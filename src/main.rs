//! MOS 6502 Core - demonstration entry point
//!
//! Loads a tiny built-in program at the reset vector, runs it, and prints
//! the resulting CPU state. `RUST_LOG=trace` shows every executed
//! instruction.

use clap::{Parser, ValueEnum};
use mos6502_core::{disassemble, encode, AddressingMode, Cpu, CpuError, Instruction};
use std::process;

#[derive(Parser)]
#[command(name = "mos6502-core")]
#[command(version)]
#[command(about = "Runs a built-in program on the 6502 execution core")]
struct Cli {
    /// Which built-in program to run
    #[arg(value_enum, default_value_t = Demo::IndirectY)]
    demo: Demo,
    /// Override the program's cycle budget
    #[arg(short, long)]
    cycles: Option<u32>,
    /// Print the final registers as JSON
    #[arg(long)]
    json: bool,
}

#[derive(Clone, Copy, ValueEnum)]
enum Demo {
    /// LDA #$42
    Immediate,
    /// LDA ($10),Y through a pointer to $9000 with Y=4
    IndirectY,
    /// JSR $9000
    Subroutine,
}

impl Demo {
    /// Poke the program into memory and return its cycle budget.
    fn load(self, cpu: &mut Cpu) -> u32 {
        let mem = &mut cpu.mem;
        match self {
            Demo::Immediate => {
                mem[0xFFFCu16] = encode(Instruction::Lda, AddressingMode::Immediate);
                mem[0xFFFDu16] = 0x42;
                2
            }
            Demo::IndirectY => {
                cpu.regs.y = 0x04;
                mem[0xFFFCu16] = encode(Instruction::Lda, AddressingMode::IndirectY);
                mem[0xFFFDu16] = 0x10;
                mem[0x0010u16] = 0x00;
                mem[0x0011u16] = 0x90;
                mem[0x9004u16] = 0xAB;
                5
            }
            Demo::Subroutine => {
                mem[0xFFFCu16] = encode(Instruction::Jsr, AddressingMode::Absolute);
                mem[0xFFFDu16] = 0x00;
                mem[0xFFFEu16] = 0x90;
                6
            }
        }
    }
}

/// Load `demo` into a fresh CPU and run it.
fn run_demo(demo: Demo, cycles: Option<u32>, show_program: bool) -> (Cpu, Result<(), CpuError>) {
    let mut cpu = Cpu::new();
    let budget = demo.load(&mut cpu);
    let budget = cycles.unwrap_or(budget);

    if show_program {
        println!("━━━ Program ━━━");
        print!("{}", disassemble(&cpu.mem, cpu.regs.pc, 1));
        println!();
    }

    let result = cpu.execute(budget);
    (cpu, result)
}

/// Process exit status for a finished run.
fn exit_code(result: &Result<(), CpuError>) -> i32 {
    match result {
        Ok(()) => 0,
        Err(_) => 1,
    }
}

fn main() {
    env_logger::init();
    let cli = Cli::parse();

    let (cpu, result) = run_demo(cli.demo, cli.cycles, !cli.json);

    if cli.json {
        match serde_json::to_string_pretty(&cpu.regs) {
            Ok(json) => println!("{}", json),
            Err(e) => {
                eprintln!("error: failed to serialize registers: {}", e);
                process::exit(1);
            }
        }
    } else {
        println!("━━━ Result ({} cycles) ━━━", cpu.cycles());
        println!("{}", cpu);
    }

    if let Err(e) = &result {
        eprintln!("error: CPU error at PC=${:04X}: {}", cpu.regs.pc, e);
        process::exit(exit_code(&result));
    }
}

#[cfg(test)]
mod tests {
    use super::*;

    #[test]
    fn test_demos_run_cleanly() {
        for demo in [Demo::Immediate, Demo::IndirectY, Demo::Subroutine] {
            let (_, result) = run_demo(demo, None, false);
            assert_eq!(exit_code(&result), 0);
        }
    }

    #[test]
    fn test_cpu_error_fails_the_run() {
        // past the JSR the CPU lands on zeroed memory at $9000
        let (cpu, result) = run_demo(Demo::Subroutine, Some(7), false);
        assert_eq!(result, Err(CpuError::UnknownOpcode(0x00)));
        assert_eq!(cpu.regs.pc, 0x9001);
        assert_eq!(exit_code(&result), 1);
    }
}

----

### The task
The required result is an exact repetition of the lines from the one containing "failed to serialize" through the last line of the data.

### Worked solution
                eprintln!("error: failed to serialize registers: {}", e);
                process::exit(1);
            }
        }
    } else {
        println!("━━━ Result ({} cycles) ━━━", cpu.cycles());
        println!("{}", cpu);
    }

    if let Err(e) = &result {
        eprintln!("error: CPU error at PC=${:04X}: {}", cpu.regs.pc, e);
        process::exit(exit_code(&result));
    }
}

#[cfg(test)]
mod tests {
    use super::*;

    #[test]
    fn test_demos_run_cleanly() {
        for demo in [Demo::Immediate, Demo::IndirectY, Demo::Subroutine] {
            let (_, result) = run_demo(demo, None, false);
            assert_eq!(exit_code(&result), 0);
        }
    }

    #[test]
    fn test_cpu_error_fails_the_run() {
        // past the JSR the CPU lands on zeroed memory at $9000
        let (cpu, result) = run_demo(Demo::Subroutine, Some(7), false);
        assert_eq!(result, Err(CpuError::UnknownOpcode(0x00)));
        assert_eq!(cpu.regs.pc, 0x9001);
        assert_eq!(exit_code(&result), 1);
    }
}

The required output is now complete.